Resistance of B2M-null hESCs and their derivatives to alloreactive CD8⁺ T cell-mediated killing in vitro. Histogram representation of the cytotoxic effects of CD8⁺ T cells on undifferentiated and differentiated B2M^−/− hESCs (A) and on IFN-γ-treated B2M^−/− hESCs (B) before and after differentiation with hESC control. The various ratios of CD8⁺ T cell to target cell are indicated (n = 5; ∗, p < .01 vs. differentiated hESCs with or without IFN-γ treatment; ∗∗, p < .0001 vs. undifferentiated or differentiated hESCs). (C): 4 × 10⁶ hESCs or B2M^−/− hESCs were mixed with 200 ml of growth factor-reduced Matrigel and then injected subcutaneously into 10-week-old immunocompetent mice.
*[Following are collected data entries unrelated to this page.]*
use std::sync::Arc;
use std::time::Duration;

use crossterm::event::{Event, EventStream, KeyCode, KeyEvent, KeyEventKind};
use futures::StreamExt;
use ratatui::Terminal;
use ratatui::backend::Backend;
use tokio::sync::mpsc;
use tracing::{info, warn};

use crate::market_data::client::MarketApi;
use crate::market_data::poller::{MarketEvent, spawn_poller};
use crate::market_data::types::{Category, Item, MarketSnapshot};
use crate::state::snapshot_cache::SnapshotCache;
use crate::state::view::{ViewState, filter_items};
use crate::ui;

/// Poller→UI channel buffer. A handful of slots is plenty: at most one
/// event per refresh tick.
const EVENT_CHANNEL_BUFFER: usize = 16;

#[derive(Debug, Clone, PartialEq)]
pub enum Screen {
    Loading,
    Ready,
    Error(String),
}

#[derive(Debug, PartialEq)]
pub enum Action {
    None,
    Quit,
    /// Tear the data path down and start it fresh (error-screen retry).
    Retry,
}

pub struct App {
    pub screen: Screen,
    pub snapshot: Option<MarketSnapshot>,
    pub view: ViewState,
    /// Set while the data on screen is older than the last refresh attempt.
    pub stale_error: Option<String>,
    cache: SnapshotCache,
}

impl App {
    /// Seeds the UI from the cache so a previous session's snapshot is
    /// visible before the first network round-trip completes.
    pub fn new(cache: SnapshotCache) -> Self {
        let snapshot = cache.load();
        let screen = if snapshot.is_some() {
            info!("seeded view from cached snapshot");
            Screen::Ready
        } else {
            Screen::Loading
        };
        Self {
            screen,
            snapshot,
            view: ViewState::default(),
            stale_error: None,
            cache,
        }
    }

    pub fn apply_event(&mut self, event: MarketEvent) {
        match event {
            MarketEvent::Snapshot(snapshot) => {
                // Cache failures must never take the dashboard down.
                if let Err(err) = self.cache.save(&snapshot) {
                    warn!(error = %err, "failed to persist snapshot cache");
                }
                self.snapshot = Some(snapshot);
                self.screen = Screen::Ready;
                self.stale_error = None;
            }
            MarketEvent::InitialFetchFailed(reason) => {
                if self.snapshot.is_some() {
                    // Cached data stays on screen; just mark it stale.
                    self.stale_error = Some(reason);
                    self.screen = Screen::Ready;
                } else {
                    self.screen = Screen::Error(reason);
                }
            }
            MarketEvent::RefreshFailed(reason) => {
                self.stale_error = Some(reason);
            }
        }
    }

    pub fn handle_key(&mut self, key: KeyEvent) -> Action {
        match &self.screen {
            Screen::Error(_) => match key.code {
                KeyCode::Char('r') => return Action::Retry,
                KeyCode::Char('q') | KeyCode::Esc => return Action::Quit,
                _ => return Action::None,
            },
            Screen::Loading => {
                if matches!(key.code, KeyCode::Char('q') | KeyCode::Esc) {
                    return Action::Quit;
                }
                return Action::None;
            }
            Screen::Ready => {}
        }

        // Detail overlay swallows everything until it is closed.
        if self.view.detail.is_some() {
            if matches!(key.code, KeyCode::Esc | KeyCode::Enter | KeyCode::Char('q')) {
                self.view.detail = None;
            }
            return Action::None;
        }

        if self.view.search_active {
            match key.code {
                KeyCode::Esc | KeyCode::Enter => self.view.search_active = false,
                KeyCode::Backspace => {
                    self.view.search.pop();
                }
                KeyCode::Char(c) => self.view.search.push(c),
                _ => {}
            }
            return Action::None;
        }

        let visible_len = self.visible_len();
        match key.code {
            KeyCode::Char('q') | KeyCode::Esc => return Action::Quit,
            KeyCode::Char('/') => self.view.search_active = true,
            KeyCode::Tab | KeyCode::Right => self.view.category = self.view.category.next(),
            KeyCode::BackTab | KeyCode::Left => self.view.category = self.view.category.prev(),
            KeyCode::Char('1') => self.view.category = Category::All,
            KeyCode::Char('2') => self.view.category = Category::Gold,
            KeyCode::Char('3') => self.view.category = Category::Currency,
            KeyCode::Char('4') => self.view.category = Category::Crypto,
            KeyCode::Down | KeyCode::Char('j') => self.view.move_cursor(1, visible_len),
            KeyCode::Up | KeyCode::Char('k') => self.view.move_cursor(-1, visible_len),
            KeyCode::Enter => {
                if let Some(item) = self.selected_item() {
                    self.view.detail = Some(item);
                }
            }
            KeyCode::Char(' ') | KeyCode::Char('c') => {
                if let Some(item) = self.selected_item() {
                    self.view.toggle_compare(&item);
                }
            }
            _ => {}
        }
        Action::None
    }

    fn visible_len(&self) -> usize {
        self.snapshot
            .as_ref()
            .map(|s| filter_items(s, self.view.category, &self.view.search).len())
            .unwrap_or(0)
    }

    fn selected_item(&self) -> Option<Item> {
        let snapshot = self.snapshot.as_ref()?;
        let items = filter_items(snapshot, self.view.category, &self.view.search);
        items.get(self.view.cursor).map(|item| (*item).clone())
    }
}

/// Main UI loop: redraw, then wait on either a terminal event or a poller
/// event. The poller handle is owned here and aborted on retry and on exit,
/// so no background fetch ever outlives the view.
pub async fn run<B: Backend>(
    terminal: &mut Terminal<B>,
    app: &mut App,
    api: Arc<dyn MarketApi>,
    refresh_interval: Duration,
) -> anyhow::Result<()> {
    let (tx, mut rx) = mpsc::channel(EVENT_CHANNEL_BUFFER);
    let mut poller = spawn_poller(api.clone(), refresh_interval, tx.clone());
    let mut events = EventStream::new();

    loop {
        terminal.draw(|f| ui::draw(f, app))?;

        tokio::select! {
            maybe_event = events.next() => {
                match maybe_event {
                    Some(Ok(Event::Key(key))) if key.kind == KeyEventKind::Press => {
                        match app.handle_key(key) {
                            Action::Quit => break,
                            Action::Retry => {
                                // Release the old data path before starting
                                // a fresh one.
                                poller.abort();
                                app.screen = Screen::Loading;
                                app.stale_error = None;
                                poller = spawn_poller(api.clone(), refresh_interval, tx.clone());
                            }
                            Action::None => {}
                        }
                    }
                    Some(Ok(_)) => {}
                    Some(Err(err)) => {
                        poller.abort();
                        return Err(err.into());
                    }
                    None => break,
                }
            }
            Some(event) = rx.recv() => app.apply_event(event),
        }
    }

    poller.abort();
    Ok(())
}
Implants were harvested after 48 hours and then fixed in 4% formalin, sectioned, and stained with mouse anti-B2M (1:100 dilution; Santa Cruz Biotechnology) and rabbit anti-CD8 antibody (1:100 dilution; Bioss Inc., Woburn, MA, http://www.biossusa.com) or with H&E. Representative immunofluorescence detection of numerous CD8⁺ T cells (red) infiltrating into B2M-positive (green) Matrigel-hESC implants shown (second image), but rare CD8⁺ T cells were present in the B2M-negative Matrigel-B2M^−/− hESC implants (fourth image). A magnified view of representative CD8⁺ T cells indicated by red arrow was inserted in each corresponding image. Scale bars = 100 μm. Abbreviations: B2M, β₂-microglobulin; DAPI, 4′,6-diamidino-2-phenylindole; hESC, human embryonic stem cell; IFN-γ, interferon-γ.